These images are not landscapes in the traditional sense but rather appropriations of the seasonal textures, colors and shapes from a unique locale — Emigrant Lake, Oregon. By squaring these elements within the camera frame, an order is highlighted which weds the local gestalt of a small niche of the landscape with the photographer’s search for a familiar compositional order or in rare instances his discovery of a previously unrecognized or unappreciated natural order.
I think of archetypal psychologist James Hillman’s book The Soul’s Code and his examination of the “innate image” or personal daemon as it informs our unique and individual callings in life.
As I was seeing and taking them, the photos were about design and composition, but from another perspective, were an unfolding theme, a very early chapter of which I remember from my childhood in Holley, New York. For several years, late into the winter season after unseasonably warm weather had melted the snow, I was six or seven and, wearing my grandfather’s fishing boots, would wade through the ankle deep water in an overgrown and untended orchard behind my grandparents’ house, fascinated with little scenarios of tangled branches, mounds of dead wood and sandstone boulders cleared and piled years ago. It is not too different from my experience, in many ways, of taking this series of images of this one particular location, an artificial lake which rises and falls seasonally, gradually, imperceptibly, flooding the riparian areas, creating equivalent (but necessarily different) gestalts to which I respond, when I can see them, by recording their image. Rather than viewing this particular manifestation of a creative process as sequentially related to childhood experience in a cause and effect way, it is personally and creatively more satisfying to consider both in relation to the currents and eddies of my own daemon which calls me to this task of exploration, looking and seeing over the course of a lifetime.
— Jeff Krolick, Ashland, Oregon, USA
My style hovers between documentary and a semi-dreamlike state. I’m constantly searching for what I like to call “clues.” These clues generally represent the initiation of questions that should be asked, rather than answers to pre-defined questions. I never have a set idea of what it is I’m looking for. I simply seek, occasionally finding exactly what it is I wasn’t seeking. For me, that’s the time I learn something new about life: when I discover a new path, a new way of seeing, a new reason for continuing my search.
— Jeff Alu, Los Angeles, California, USA
After Trinity is a photographic project I began in the spring of 1987 and resumed in 2009. As an artist I feel a need to do more than just create aesthetically-pleasing photographs. My hope is to make art that both educates and promotes discussion. Global issues have been part of my consciousness for many years. Nuclear weapons (and their proliferation) entered my awareness after I read about Hiroshima as a ninth-grader. Without a doubt the threat of nuclear conflagration and the on-going technological development of such weapons systems are still causing political turmoil worldwide.
With these ideas in mind I adopted a multi-faceted, anthropological approach for this project. I visually catalog the symbols and artifacts of the atomic era, the detritus of early nuclear testing, and the active (or decommissioned) weapons installations just beyond public view.
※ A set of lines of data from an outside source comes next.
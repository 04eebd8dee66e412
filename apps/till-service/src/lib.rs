//! # Till Service Library
//!
//! Command boundary for the Till POS sales ledger.
//!
//! ## Module Organization
//! ```text
//! till_service/
//! ├── lib.rs          ◄─── You are here (tracing setup, re-exports)
//! ├── config.rs       ◄─── ServiceConfig (defaults → till.toml → TILL_*)
//! ├── state.rs        ◄─── AppState (Database handle)
//! ├── dispatch.rs     ◄─── JSON-lines request/response loop
//! ├── commands/
//! │   ├── product.rs  ◄─── Catalog commands
//! │   ├── sale.rs     ◄─── Ledger, summary and receipt commands
//! │   ├── settings.rs ◄─── Settings commands
//! │   └── health.rs   ◄─── Health report
//! └── error.rs        ◄─── ApiError (code, status, message, retryable)
//! ```

pub mod commands;
pub mod config;
pub mod dispatch;
pub mod error;
pub mod state;

use tracing_subscriber::EnvFilter;

pub use config::{ConfigError, ServiceConfig};
pub use dispatch::{dispatch, handle_line, serve, Request, Response};
pub use error::{ApiError, ApiResult, ErrorCode};
pub use state::AppState;

/// Default log filter when `RUST_LOG` is unset.
pub const DEFAULT_LOG_FILTER: &str = "info,till=debug,sqlx=warn";

/// Initializes the tracing subscriber for structured logging.
///
/// Logs go to stderr; stdout carries protocol responses only.
///
/// ## Log Levels
/// - `RUST_LOG=debug` - Show debug messages
/// - `RUST_LOG=till_db=trace` - Show trace for the database crate only
/// - Default: [`DEFAULT_LOG_FILTER`]
pub fn init_tracing() {
    let filter =
        EnvFilter::try_from_default_env().unwrap_or_else(|_| EnvFilter::new(DEFAULT_LOG_FILTER));

    tracing_subscriber::fmt()
        .with_env_filter(filter)
        .with_writer(std::io::stderr)
        .init();
}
For the Proximity subset of the After Trinity series my intent was to photograph the dichotomy of typical rural landscapes that sat only a few miles away from active ICBM missile silos. As Mark Rawlinson puts it in his essay titled Out of Sight, Out of Mind, the Proximity triptychs “gather together the tick-tock of everyday life—the work of the grain elevator, the life of the corner convenience store—with the Minuteman ICBM silos. Abutted in this way, the disjunction between one and the other, long forgotten, becomes chillingly apparent: Out of sight is out of mind.”
— Jeff Brouws
A common misconception of a watershed is that it’s all about the water. While water does play a large part, the land plays an even larger role by directing the water to a common point, such as a river or ocean. Thus human impact on the land directly affects the water that runs over it.
With this project I highlight the relationship between the land, water and man, within the microcosm of the southeastern watersheds. The French Broad and the Tennessee watersheds make up the southeastern quarter of the Mississippi watershed, the largest river basin in North America.